Problem description >> Go through the listing and copy each line that has the string "display" in it.

* * * * * * * * *

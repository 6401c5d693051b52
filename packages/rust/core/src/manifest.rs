//! Run manifest written next to the dataset artifacts.
//!
//! Records where the data came from (source path and SHA-256), the chunking
//! parameters, and artifact counts. Q&A generation validates the manifest before
//! writing its pairs, then updates `qa_count` in place.

use std::path::Path;

use chrono::Utc;
use sha2::{Digest, Sha256};
use tracing::{debug, instrument};

use herbarium_dataset::{read_json, write_json};
use herbarium_shared::{
    CURRENT_SCHEMA_VERSION, ChunkConfig, HerbariumError, Result, RunId, RunManifest,
};

/// Inputs for a fresh manifest.
#[derive(Debug, Clone)]
pub struct ManifestInput<'a> {
    pub run_id: RunId,
    pub tool_version: &'a str,
    pub source_file: &'a Path,
    pub source_text: &'a str,
    pub herb_count: usize,
    pub chunk_count: usize,
    pub chunking: ChunkConfig,
}

/// Hex-encoded SHA-256 of `bytes`.
pub fn sha256_hex(bytes: &[u8]) -> String {
    let mut hasher = Sha256::new();
    hasher.update(bytes);
    format!("{:x}", hasher.finalize())
}

/// Build the manifest for a completed preprocessing run.
pub fn build_manifest(input: &ManifestInput<'_>) -> RunManifest {
    let now = Utc::now();
    RunManifest {
        schema_version: CURRENT_SCHEMA_VERSION,
        run_id: input.run_id.clone(),
        tool_version: input.tool_version.to_string(),
        source_file: input.source_file.display().to_string(),
        source_sha256: sha256_hex(input.source_text.as_bytes()),
        created_at: now,
        updated_at: now,
        herb_count: input.herb_count,
        chunk_count: input.chunk_count,
        qa_count: None,
        chunking: input.chunking,
    }
}

/// Read a manifest and check its schema version.
pub fn load_manifest(path: &Path) -> Result<RunManifest> {
    let manifest: RunManifest = read_json(path)?;

    if manifest.schema_version != CURRENT_SCHEMA_VERSION {
        return Err(HerbariumError::validation(format!(
            "unsupported schema_version: {} (expected {})",
            manifest.schema_version, CURRENT_SCHEMA_VERSION
        )));
    }

    Ok(manifest)
}

/// Load and validate the manifest at `path` if one exists.
///
/// Datasets produced by other tools have no manifest; that is `Ok(None)`.
pub fn load_manifest_if_present(path: &Path) -> Result<Option<RunManifest>> {
    if !path.exists() {
        debug!(path = %path.display(), "no manifest present");
        return Ok(None);
    }
    load_manifest(path).map(Some)
}

/// Store the Q&A pair count in a previously loaded manifest and write it back.
#[instrument(skip_all, fields(path = %path.display(), qa_count = qa_count))]
pub fn record_qa_count(path: &Path, mut manifest: RunManifest, qa_count: usize) -> Result<()> {
    manifest.qa_count = Some(qa_count);
    manifest.updated_at = Utc::now();
    write_json(path, &manifest)?;

    debug!("manifest updated with Q&A count");
    Ok(())
}

#[cfg(test)]
mod tests {
    use super::*;
    use std::path::PathBuf;

    fn temp_dir() -> PathBuf {
        let dir = std::env::temp_dir().join(format!(
            "herbarium-manifest-test-{}",
            uuid::Uuid::now_v7()
        ));
        std::fs::create_dir_all(&dir).unwrap();
        dir
    }

    fn sample_input(source: &Path) -> ManifestInput<'_> {
        ManifestInput {
            run_id: RunId::new(),
            tool_version: "0.1.0",
            source_file: source,
            source_text: "ROSEMARY.\n",
            herb_count: 1,
            chunk_count: 1,
            chunking: ChunkConfig::default(),
        }
    }

    #[test]
    fn sha256_of_known_input() {
        assert_eq!(
            sha256_hex(b"abc"),
            "ba7816bf8f01cfea414140de5dae2223b00361a396177a9cb410ff61f20015ad"
        );
    }

    #[test]
    fn build_sets_schema_and_hash() {
        let manifest = build_manifest(&sample_input(Path::new("herbal.txt")));
        assert_eq!(manifest.schema_version, CURRENT_SCHEMA_VERSION);
        assert_eq!(manifest.source_file, "herbal.txt");
        assert_eq!(manifest.source_sha256, sha256_hex(b"ROSEMARY.\n"));
        assert_eq!(manifest.qa_count, None);
        assert_eq!(manifest.created_at, manifest.updated_at);
    }

    #[test]
    fn record_qa_count_updates_existing_manifest() {
        let tmp = temp_dir();
        let path = tmp.join("manifest.json");
        let manifest = build_manifest(&sample_input(Path::new("herbal.txt")));
        write_json(&path, &manifest).unwrap();

        let loaded = load_manifest_if_present(&path).unwrap().unwrap();
        record_qa_count(&path, loaded, 42).unwrap();

        let reloaded = load_manifest(&path).unwrap();
        assert_eq!(reloaded.qa_count, Some(42));
        assert_eq!(reloaded.run_id, manifest.run_id);
        assert!(reloaded.updated_at >= manifest.updated_at);

        std::fs::remove_dir_all(&tmp).ok();
    }

    #[test]
    fn missing_manifest_loads_as_none() {
        let tmp = temp_dir();
        let path = tmp.join("manifest.json");

        assert!(load_manifest_if_present(&path).unwrap().is_none());
        assert!(!path.exists());

        std::fs::remove_dir_all(&tmp).ok();
    }

    #[test]
    fn load_rejects_unknown_schema() {
        let tmp = temp_dir();
        let path = tmp.join("manifest.json");
        let mut manifest = build_manifest(&sample_input(Path::new("herbal.txt")));
        manifest.schema_version = 99;
        write_json(&path, &manifest).unwrap();

        let err = load_manifest(&path).unwrap_err();
        assert!(err.to_string().contains("schema_version: 99"));
        assert!(load_manifest_if_present(&path).is_err());

        std::fs::remove_dir_all(&tmp).ok();
    }
}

* * * * * * * * *

Answer for the task >>
        source_file: input.source_file.display().to_string(),
        debug!(path = %path.display(), "no manifest present");
#[instrument(skip_all, fields(path = %path.display(), qa_count = qa_count))]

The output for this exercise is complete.